(Data provided begins)

use super::region::{DetectedRegion, MotionOutline, MotionResult};
use crate::error::{AnalyzerError, Result};
use crate::frame::FrameData;
use crate::params::Thresholds;

use image::{GrayImage, Luma};
use imageproc::{
    contours::{find_contours, BorderType},
    distance_transform::Norm,
    map::map_colors,
    morphology::dilate,
};
use tracing::debug;

/// Number of 3x3 dilation passes applied to the foreground mask
const DILATE_ITERATIONS: u32 = 2;

/// Apply the contrast/brightness adjustment and convert to grayscale.
///
/// Each channel becomes `clamp(round(v * multiplier + scalar), 0, 255)`; the
/// adjusted channels are then weighted 0.299/0.587/0.114.
pub fn preprocess(frame: &FrameData, multiplier: f64, scalar: i64) -> Result<GrayImage> {
    if !frame.validate_size() {
        return Err(AnalyzerError::FrameProcessing {
            details: format!(
                "frame {} has {} bytes, expected {} for {}x{} RGB",
                frame.id,
                frame.data.len(),
                frame.expected_size(),
                frame.width,
                frame.height
            ),
        }
        .into());
    }

    let mut lut = [0u8; 256];
    for (v, out) in lut.iter_mut().enumerate() {
        *out = (v as f64 * multiplier + scalar as f64).round().clamp(0.0, 255.0) as u8;
    }

    let gray: Vec<u8> = frame
        .data
        .chunks_exact(3)
        .map(|rgb| {
            let r = lut[rgb[0] as usize] as f32;
            let g = lut[rgb[1] as usize] as f32;
            let b = lut[rgb[2] as usize] as f32;
            (0.299 * r + 0.587 * g + 0.114 * b).round().min(255.0) as u8
        })
        .collect();

    GrayImage::from_raw(frame.width, frame.height, gray).ok_or_else(|| {
        AnalyzerError::FrameProcessing {
            details: "Failed to create grayscale image from frame data".to_string(),
        }
        .into()
    })
}

/// Frame-differencing motion detector
#[derive(Debug, Clone)]
pub struct MotionDetector {
    dilate_iterations: u32,
}

impl MotionDetector {
    pub fn new() -> Self {
        Self {
            dilate_iterations: DILATE_ITERATIONS,
        }
    }

    /// Find moving regions between the previous and current grayscale frames.
    ///
    /// Only pixels that got brighter count as motion. Regions are returned in
    /// contour discovery order, which callers must not rely on.
    pub fn detect(
        &self,
        current: &GrayImage,
        previous: &GrayImage,
        thresholds: &Thresholds,
    ) -> Result<Vec<DetectedRegion>> {
        Ok(self.analyze(current, previous, thresholds)?.regions)
    }

    /// Like `detect`, but also keeps the raw blob outlines for the preview
    pub fn analyze(
        &self,
        current: &GrayImage,
        previous: &GrayImage,
        thresholds: &Thresholds,
    ) -> Result<MotionResult> {
        if current.dimensions() != previous.dimensions() {
            return Err(AnalyzerError::DimensionMismatch {
                current: current.dimensions(),
                previous: previous.dimensions(),
            }
            .into());
        }

        let diff = frame_difference(current, previous);
        let mask = binarize(&diff, thresholds.min_brightness);
        let mask = self.dilate_mask(mask);
        let outlines = outer_outlines(&mask);
        let regions = filter_regions(&outlines, thresholds.min_box_size);

        debug!(
            "Motion detection found {} blobs, {} above {} px",
            outlines.len(),
            regions.len(),
            thresholds.min_box_size
        );
        Ok(MotionResult { outlines, regions })
    }

    fn dilate_mask(&self, mut mask: GrayImage) -> GrayImage {
        for _ in 0..self.dilate_iterations {
            mask = dilate(&mask, Norm::LInf, 1);
        }
        mask
    }
}

impl Default for MotionDetector {
    fn default() -> Self {
        Self::new()
    }
}

/// Per-pixel `current - previous`, saturating at zero
pub(crate) fn frame_difference(current: &GrayImage, previous: &GrayImage) -> GrayImage {
    GrayImage::from_fn(current.width(), current.height(), |x, y| {
        let c = current.get_pixel(x, y)[0];
        let p = previous.get_pixel(x, y)[0];
        Luma([c.saturating_sub(p)])
    })
}

/// Foreground where the difference is at least `min_brightness`
pub(crate) fn binarize(diff: &GrayImage, min_brightness: u8) -> GrayImage {
    map_colors(diff, |p| {
        if p[0] >= min_brightness {
            Luma([255u8])
        } else {
            Luma([0u8])
        }
    })
}

/// Borders of the outermost foreground contours
pub(crate) fn outer_outlines(mask: &GrayImage) -> Vec<MotionOutline> {
    find_contours::<u32>(mask)
        .into_iter()
        .filter(|contour| contour.border_type == BorderType::Outer && contour.parent.is_none())
        .map(|contour| MotionOutline {
            points: contour.points.iter().map(|p| (p.x, p.y)).collect(),
        })
        .collect()
}

/// Bounding boxes of outlines whose area exceeds `min_box_size`
pub(crate) fn filter_regions(outlines: &[MotionOutline], min_box_size: u64) -> Vec<DetectedRegion> {
    outlines
        .iter()
        .filter_map(MotionOutline::bounding_box)
        .filter(|bbox| bbox.area() > min_box_size)
        .map(DetectedRegion::new)
        .collect()
}

#[cfg(test)]
mod tests {
    use super::*;
    use crate::analyzer::BoundingBox;
    use image::{Rgb, RgbImage};
    use std::time::SystemTime;

    fn thresholds(min_brightness: u8, min_box_size: u64) -> Thresholds {
        Thresholds {
            min_brightness,
            min_box_size,
            ..Thresholds::default()
        }
    }

    fn gray_with_rects(width: u32, height: u32, rects: &[(u32, u32, u32, u32)]) -> GrayImage {
        let mut image = GrayImage::from_pixel(width, height, Luma([20]));
        for &(x, y, w, h) in rects {
            for py in y..y + h {
                for px in x..x + w {
                    image.put_pixel(px, py, Luma([220]));
                }
            }
        }
        image
    }

    #[test]
    fn test_preprocess_clamps_instead_of_wrapping() {
        let mut image = RgbImage::new(3, 1);
        image.put_pixel(0, 0, Rgb([10, 10, 10]));
        image.put_pixel(1, 0, Rgb([200, 200, 200]));
        image.put_pixel(2, 0, Rgb([100, 100, 100]));
        let frame = FrameData::from_rgb_image(0, SystemTime::now(), image);

        let gray = preprocess(&frame, 1.5, -30).unwrap();
        // 10*1.5-30 < 0 clamps to 0, 200*1.5-30 > 255 clamps to 255
        assert_eq!(gray.get_pixel(0, 0)[0], 0);
        assert_eq!(gray.get_pixel(1, 0)[0], 255);
        assert_eq!(gray.get_pixel(2, 0)[0], 120);
    }

    #[test]
    fn test_preprocess_grayscale_weights() {
        let image = RgbImage::from_pixel(1, 1, Rgb([255, 0, 0]));
        let frame = FrameData::from_rgb_image(0, SystemTime::now(), image);
        let gray = preprocess(&frame, 1.0, 0).unwrap();
        assert_eq!(gray.get_pixel(0, 0)[0], 76);
    }

    #[test]
    fn test_preprocess_rejects_short_buffer() {
        let frame = FrameData::new(3, SystemTime::now(), vec![0; 5], 2, 2);
        assert!(preprocess(&frame, 1.0, 0).is_err());
    }

    #[test]
    fn test_difference_only_counts_brightening() {
        let previous = GrayImage::from_pixel(2, 1, Luma([100]));
        let mut current = GrayImage::from_pixel(2, 1, Luma([100]));
        current.put_pixel(0, 0, Luma([160]));
        current.put_pixel(1, 0, Luma([40]));

        let diff = frame_difference(&current, &previous);
        assert_eq!(diff.get_pixel(0, 0)[0], 60);
        assert_eq!(diff.get_pixel(1, 0)[0], 0);
    }

    #[test]
    fn test_threshold_is_inclusive() {
        let mut diff = GrayImage::new(3, 1);
        diff.put_pixel(0, 0, Luma([29]));
        diff.put_pixel(1, 0, Luma([30]));
        diff.put_pixel(2, 0, Luma([31]));

        let mask = binarize(&diff, 30);
        assert_eq!(mask.get_pixel(0, 0)[0], 0);
        assert_eq!(mask.get_pixel(1, 0)[0], 255);
        assert_eq!(mask.get_pixel(2, 0)[0], 255);
    }

    #[test]
    fn test_identical_frames_have_no_motion() {
        let detector = MotionDetector::new();
        let frame = gray_with_rects(64, 48, &[(10, 10, 8, 8)]);
        let regions = detector.detect(&frame, &frame, &thresholds(30, 0)).unwrap();
        assert!(regions.is_empty());
    }

    #[test]
    fn test_single_region_box_includes_dilation() {
        let detector = MotionDetector::new();
        let previous = gray_with_rects(64, 48, &[]);
        let current = gray_with_rects(64, 48, &[(20, 10, 10, 6)]);

        let regions = detector
            .detect(&current, &previous, &thresholds(30, 0))
            .unwrap();

        assert_eq!(regions.len(), 1);
        // Two 3x3 dilations grow the box by two pixels on every side
        assert_eq!(regions[0].bounding_box, BoundingBox::new(18, 8, 14, 10));
        assert_eq!(regions[0].centroid_x, 25);
    }

    #[test]
    fn test_nearby_fragments_merge() {
        let detector = MotionDetector::new();
        let previous = gray_with_rects(64, 48, &[]);
        // Gap of three pixels closes under two dilation passes
        let current = gray_with_rects(64, 48, &[(10, 10, 5, 5), (18, 10, 5, 5)]);

        let regions = detector
            .detect(&current, &previous, &thresholds(30, 0))
            .unwrap();
        assert_eq!(regions.len(), 1);
    }

    #[test]
    fn test_small_regions_filtered_by_area() {
        let detector = MotionDetector::new();
        let previous = gray_with_rects(64, 48, &[]);
        let current = gray_with_rects(64, 48, &[(5, 5, 2, 2), (30, 20, 12, 12)]);

        // 2x2 grows to 6x6 = 36 px, 12x12 grows to 16x16 = 256 px
        let regions = detector
            .detect(&current, &previous, &thresholds(30, 36))
            .unwrap();
        assert_eq!(regions.len(), 1);
        assert_eq!(regions[0].bounding_box.area(), 256);
    }

    #[test]
    fn test_region_with_hole_reported_once() {
        let detector = MotionDetector::new();
        let previous = gray_with_rects(80, 80, &[]);
        // A ring with a wide interior; the hole survives dilation
        let current = gray_with_rects(
            80,
            80,
            &[(10, 10, 40, 3), (10, 47, 40, 3), (10, 10, 3, 40), (47, 10, 3, 40)],
        );

        let regions = detector
            .detect(&current, &previous, &thresholds(30, 0))
            .unwrap();
        assert_eq!(regions.len(), 1);
    }

    #[test]
    fn test_outlines_keep_blobs_below_area_filter() {
        let detector = MotionDetector::new();
        let previous = gray_with_rects(64, 48, &[]);
        let current = gray_with_rects(64, 48, &[(5, 5, 2, 2), (30, 20, 12, 12)]);

        let result = detector
            .analyze(&current, &previous, &thresholds(30, 36))
            .unwrap();
        assert_eq!(result.outlines.len(), 2);
        assert_eq!(result.regions.len(), 1);

        let mut boxes: Vec<BoundingBox> = result
            .outlines
            .iter()
            .filter_map(MotionOutline::bounding_box)
            .collect();
        boxes.sort_by_key(|b| b.x);
        assert_eq!(boxes[0], BoundingBox::new(3, 3, 6, 6));
    }

    #[test]
    fn test_dimension_mismatch() {
        let detector = MotionDetector::new();
        let a = GrayImage::new(10, 10);
        let b = GrayImage::new(12, 10);
        assert!(detector.detect(&a, &b, &Thresholds::default()).is_err());
    }
}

(Data provided ends)

Among the records above, how many lines contain the word "Norm"? Answer with the number by itself.

2